2025-03-14

Cho Seng Lim – The Bridge Between Customers and Innovation

Cho Seng - Product Owner på Nor:disk - tar en kaffe med en kollega och ler.

Cho Seng Lim has been working at Nordisk Clean solutions (formerly Granuldisk) since 2016. Today, he is a Product Owner, serving as the link between customer needs and the product development. Two years ago, he left Singapore’s tropical heat for Malmö — a change he quickly adapted to, even though the darkness can be challenging.

- My energy levels were low this winter. The lack of sunlight is a challenge, he admits with a smile.

But Cho Seng quickly felt at home. From day one, people in stores spoke Swedish to him, assuming he was a local. And at the office, he already knew half of the team, which made the transition smooth.

Agile and Always Adaptable

Cho Seng started at Nor:disk as an Area Sales Manager for East Asia. When the company introduced an agile working model, the role of Product Owner was created — an ideal fit for him, given his engineering background and sales experience, ensuring that customer needs are integrated into product development.

- I don’t have direct experience in product design, but my role is to ensure that the needs of both our colleagues in other departments and our external customers are reflected in the development process. I work to understand their challenges and relay that feedback to the R&D team, says Cho Seng.

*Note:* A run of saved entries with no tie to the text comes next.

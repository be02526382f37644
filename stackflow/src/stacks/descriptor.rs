//! Declarative stack definitions.

use crate::errors::{ConfigurationError, CycleError, StackflowError};
use crate::utils::{validate_output_key, validate_stack_name};
use serde::{Deserialize, Serialize};
use std::collections::{BTreeMap, BTreeSet};
use std::fmt;
use std::str::FromStr;

/// An output of an upstream stack that a stack needs before it can apply.
///
/// Written `stack.key` in configuration files.
#[derive(Debug, Clone, PartialEq, Eq, PartialOrd, Ord, Hash, Serialize, Deserialize)]
#[serde(try_from = "String", into = "String")]
pub struct RequiredInput {
    /// The upstream stack name.
    pub stack: String,
    /// The output key published by the upstream stack.
    pub key: String,
}

impl RequiredInput {
    /// Creates a new required input.
    #[must_use]
    pub fn new(stack: impl Into<String>, key: impl Into<String>) -> Self {
        Self {
            stack: stack.into(),
            key: key.into(),
        }
    }
}

impl fmt::Display for RequiredInput {
    fn fmt(&self, f: &mut fmt::Formatter<'_>) -> fmt::Result {
        write!(f, "{}.{}", self.stack, self.key)
    }
}

impl FromStr for RequiredInput {
    type Err = ConfigurationError;

    fn from_str(s: &str) -> Result<Self, Self::Err> {
        match s.split_once('.') {
            Some((stack, key)) if !stack.is_empty() && !key.is_empty() => Ok(Self::new(stack, key)),
            _ => Err(ConfigurationError::new(format!(
                "Required input '{s}' must be written as 'stack.key'"
            ))),
        }
    }
}

impl TryFrom<String> for RequiredInput {
    type Error = ConfigurationError;

    fn try_from(value: String) -> Result<Self, Self::Error> {
        value.parse()
    }
}

impl From<RequiredInput> for String {
    fn from(input: RequiredInput) -> Self {
        input.to_string()
    }
}

/// A cloud resource owned by a stack. Opaque beyond its name and type.
#[derive(Debug, Clone, PartialEq, Eq, Serialize, Deserialize)]
pub struct ResourceSpec {
    /// Logical resource name.
    pub name: String,
    /// Provider resource type (e.g. `AWS::EC2::VPC`).
    #[serde(rename = "type")]
    pub resource_type: String,
}

impl ResourceSpec {
    /// Creates a new resource spec.
    #[must_use]
    pub fn new(name: impl Into<String>, resource_type: impl Into<String>) -> Self {
        Self {
            name: name.into(),
            resource_type: resource_type.into(),
        }
    }
}

/// Declarative definition of one deployable unit.
#[derive(Debug, Clone, PartialEq, Eq, Serialize, Deserialize)]
pub struct StackDescriptor {
    /// Unique stack name.
    pub name: String,
    /// Upstream outputs this stack consumes.
    #[serde(default)]
    pub required_inputs: BTreeSet<RequiredInput>,
    /// Output keys this stack promises to publish on success.
    #[serde(default)]
    pub declared_outputs: BTreeSet<String>,
    /// Resources owned by the stack.
    #[serde(default)]
    pub resources: Vec<ResourceSpec>,
    /// Static parameters handed to the driver alongside resolved inputs.
    #[serde(default)]
    pub parameters: BTreeMap<String, String>,
}

impl StackDescriptor {
    /// Creates a descriptor with no inputs or outputs.
    #[must_use]
    pub fn new(name: impl Into<String>) -> Self {
        Self {
            name: name.into(),
            required_inputs: BTreeSet::new(),
            declared_outputs: BTreeSet::new(),
            resources: Vec::new(),
            parameters: BTreeMap::new(),
        }
    }

    /// Adds a required input.
    #[must_use]
    pub fn with_required_input(mut self, stack: impl Into<String>, key: impl Into<String>) -> Self {
        self.required_inputs.insert(RequiredInput::new(stack, key));
        self
    }

    /// Adds a declared output key.
    #[must_use]
    pub fn with_declared_output(mut self, key: impl Into<String>) -> Self {
        self.declared_outputs.insert(key.into());
        self
    }

    /// Adds several declared output keys.
    #[must_use]
    pub fn with_declared_outputs(mut self, keys: impl IntoIterator<Item = impl Into<String>>) -> Self {
        self.declared_outputs.extend(keys.into_iter().map(Into::into));
        self
    }

    /// Adds an owned resource.
    #[must_use]
    pub fn with_resource(mut self, name: impl Into<String>, resource_type: impl Into<String>) -> Self {
        self.resources.push(ResourceSpec::new(name, resource_type));
        self
    }

    /// Sets a static parameter.
    #[must_use]
    pub fn with_parameter(mut self, key: impl Into<String>, value: impl Into<String>) -> Self {
        self.parameters.insert(key.into(), value.into());
        self
    }

    /// Returns the distinct upstream stacks this stack depends on.
    #[must_use]
    pub fn upstream_stacks(&self) -> BTreeSet<&str> {
        self.required_inputs.iter().map(|i| i.stack.as_str()).collect()
    }

    /// Validates the descriptor in isolation.
    ///
    /// # Errors
    ///
    /// Returns a configuration error for malformed names or keys, and a
    /// [`CycleError`] if the stack requires one of its own outputs.
    pub fn validate(&self) -> Result<(), StackflowError> {
        validate_stack_name(&self.name)?;

        for key in &self.declared_outputs {
            validate_output_key(&self.name, key)?;
        }

        for input in &self.required_inputs {
            if input.stack == self.name {
                return Err(CycleError::new(
                    vec![self.name.clone()],
                    vec![self.name.clone(), self.name.clone()],
                )
                .into());
            }
            validate_output_key(&input.stack, &input.key)?;
        }

        Ok(())
    }
}

#[cfg(test)]
mod tests {
    use super::*;

    #[test]
    fn test_descriptor_creation() {
        let desc = StackDescriptor::new("service")
            .with_required_input("network", "vpcId")
            .with_required_input("network", "loadBalancerArn")
            .with_required_input("certificate", "sslCertArn")
            .with_declared_output("serviceUrl")
            .with_resource("Service", "AWS::ECS::Service")
            .with_parameter("region", "us-east-2");

        assert_eq!(desc.required_inputs.len(), 3);
        assert_eq!(
            desc.upstream_stacks().into_iter().collect::<Vec<_>>(),
            vec!["certificate", "network"]
        );
        assert!(desc.validate().is_ok());
    }

    #[test]
    fn test_self_reference_is_cycle() {
        let desc = StackDescriptor::new("network")
            .with_declared_output("vpcId")
            .with_required_input("network", "vpcId");

        assert!(matches!(desc.validate(), Err(StackflowError::Cycle(_))));
    }

    #[test]
    fn test_invalid_output_key_rejected() {
        let desc = StackDescriptor::new("network").with_declared_output("vpc id");
        assert!(matches!(desc.validate(), Err(StackflowError::Configuration(_))));
    }

    #[test]
    fn test_required_input_parse() {
        let input: RequiredInput = "network.vpcId".parse().unwrap();
        assert_eq!(input, RequiredInput::new("network", "vpcId"));
        assert_eq!(input.to_string(), "network.vpcId");

        assert!("network".parse::<RequiredInput>().is_err());
        assert!(".vpcId".parse::<RequiredInput>().is_err());
        assert!("network.".parse::<RequiredInput>().is_err());
    }

    #[test]
    fn test_descriptor_deserializes_from_toml() {
        let desc: StackDescriptor = toml::from_str(
            r#"
            name = "domain"
            required_inputs = ["network.loadBalancerArn"]
            declared_outputs = ["hostedZoneId"]
            resources = [{ name = "ARecord", type = "AWS::Route53::RecordSet" }]
            parameters = { recordName = "todo.example.com" }
            "#,
        )
        .unwrap();

        assert_eq!(desc.name, "domain");
        assert!(desc
            .required_inputs
            .contains(&RequiredInput::new("network", "loadBalancerArn")));
        assert_eq!(desc.resources[0].resource_type, "AWS::Route53::RecordSet");
        assert_eq!(desc.parameters.get("recordName").map(String::as_str), Some("todo.example.com"));
    }
}
//! Deployment events.
//!
//! The orchestrator reports every status transition as a [`DeployEvent`]
//! through an [`EventSink`]. Sinks decide what to do with them: log them,
//! collect them for assertions, or drop them.

mod event;
mod sink;

pub use event::DeployEvent;
pub use sink::{CollectingEventSink, EventSink, LoggingEventSink, NoOpEventSink};
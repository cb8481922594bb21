//! Compact, self-describing binary object-graph codec.
//!
//! `tagwire` moves typed value graphs — primitives, strings, dates, byte
//! blobs, homogeneous vectors, dictionaries, and class-shaped objects —
//! between a producer and a consumer without a schema compiler step.
//! Every value starts with a one-byte type marker; integers use a 29-bit
//! variable-length encoding; strings, complex values, and class shapes
//! ("traits") deduplicate through three per-stream reference tables, so
//! repeated values and shared subgraphs encode as positional
//! back-references and cyclic graphs round-trip.
//!
//! # Layout
//!
//! ```text
//! value      := marker:u8 payload
//! integer    := U29 (29-bit varint, 7+7+7+8 packing)
//! string     := (len << 1) | 1, utf8   |   (index << 1)
//! complex    := (count << 1) | 1, ...  |   (index << 1)
//! object     := flags:U29 [trait] [properties] [dynamic pairs, "" end]
//! ```
//!
//! # Entry points
//!
//! [`encode`] / [`decode`] are the one-shot calls. [`Writer`] and
//! [`Reader`] expose the streaming surface, the custom-serializer SPI
//! ([`Externalizer`]), and the field-order read API backed by the
//! property remap engine (see [`remap`]).
//!
//! A `Writer`/`Reader` and its tables belong to one thread; the one
//! piece of shared state is the [`SerializerRegistry`], which is safe to
//! resolve from any thread concurrently with registration.

pub mod error;
pub mod marker;
pub mod varint;

pub mod refs;
pub mod registry;
pub mod remap;
pub mod trait_def;
pub mod value;

pub mod reader;
pub mod writer;

// ── Entry points ─────────────────────────────────────────────────────────────
pub use reader::{decode, Reader, ReaderOptions};
pub use writer::{encode, Writer, WriterOptions};

// ── Value model ──────────────────────────────────────────────────────────────
pub use value::{
    Array, Complex, Date, Dictionary, ObjRef, ObjectValue, ObjectVector, TypedVector, Variant,
};

// ── Class shapes and serializers ─────────────────────────────────────────────
pub use registry::{
    ClassDescriptor, Externalizer, FieldSource, Serializer, SerializerRegistry,
};
pub use trait_def::TraitDef;

// ── Remap engine ─────────────────────────────────────────────────────────────
pub use remap::{FieldLayout, RemapTable, REMAP_ABSENT};

// ── Errors ───────────────────────────────────────────────────────────────────
pub use error::{CodecError, Result};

Cho Seng appreciates Nor:disk’s ability to adapt to changing market requirements. Nor:disk reviews the most important goals every three months, and this agility allows them to fine-tune increments when developing solutions.

A Food Lover’s Career Journey

A sabbatical year in various professional kitchens led him to leave the printing industry for sales within the kitchen equipment sector.

- The printing industry was… pretty dull. Food is much more fun! says Cho Seng.

In his free time, Cho Seng plays tennis three times a week or travels with his wife—always on the lookout for new culinary experiences.

- Malmö is perfect with its mix of food cultures, just like Singapore. That makes it feel even more like home, Cho Seng concludes.